Nothing
#' Download Data from the World Bank API
#'
#' This function downloads the requested information using the World Bank API
#'
#' @param country Character vector of country or region codes. Default value is special code of \code{all}.
#' Other permissible values are codes in the following fields from the \code{\link{wb_cachelist}} \code{country}
#' data frame. \code{iso3c}, \code{iso2c}, \code{regionID}, \code{adminID}, and \code{incomeID}.

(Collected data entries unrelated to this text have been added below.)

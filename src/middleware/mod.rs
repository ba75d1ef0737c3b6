// SPDX-License-Identifier: MIT
// Copyright 2026 TeenConnect contributors

//! Middleware modules (session gate, security headers).

pub mod security;
pub mod session;

pub use session::require_session;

#' Additional special values include \code{aggregates}, which returns only aggregates, and \code{countries_only},
#' which returns all countries without aggregates.
#' @param indicator Character vector of indicator codes. These codes correspond to the \code{indicatorID} column
#' from the \code{indicator} data frame of \code{\link{wbcache}} or \code{\link{wb_cachelist}}, or
#' the result of \code{\link{wbindicators}}
#' @param startdate Numeric or character. If numeric it must be in \%Y form (i.e. four digit year).
#' For data at the subannual granularity the API supports a format as follows: for monthly data, "2016M01"
#' and for quarterly data, "2016Q1". This also accepts a special value of "YTD", useful for more frequently
#' updated subannual indicators.
#' @param enddate Numeric or character. If numeric it must be in \%Y form (i.e. four digit year).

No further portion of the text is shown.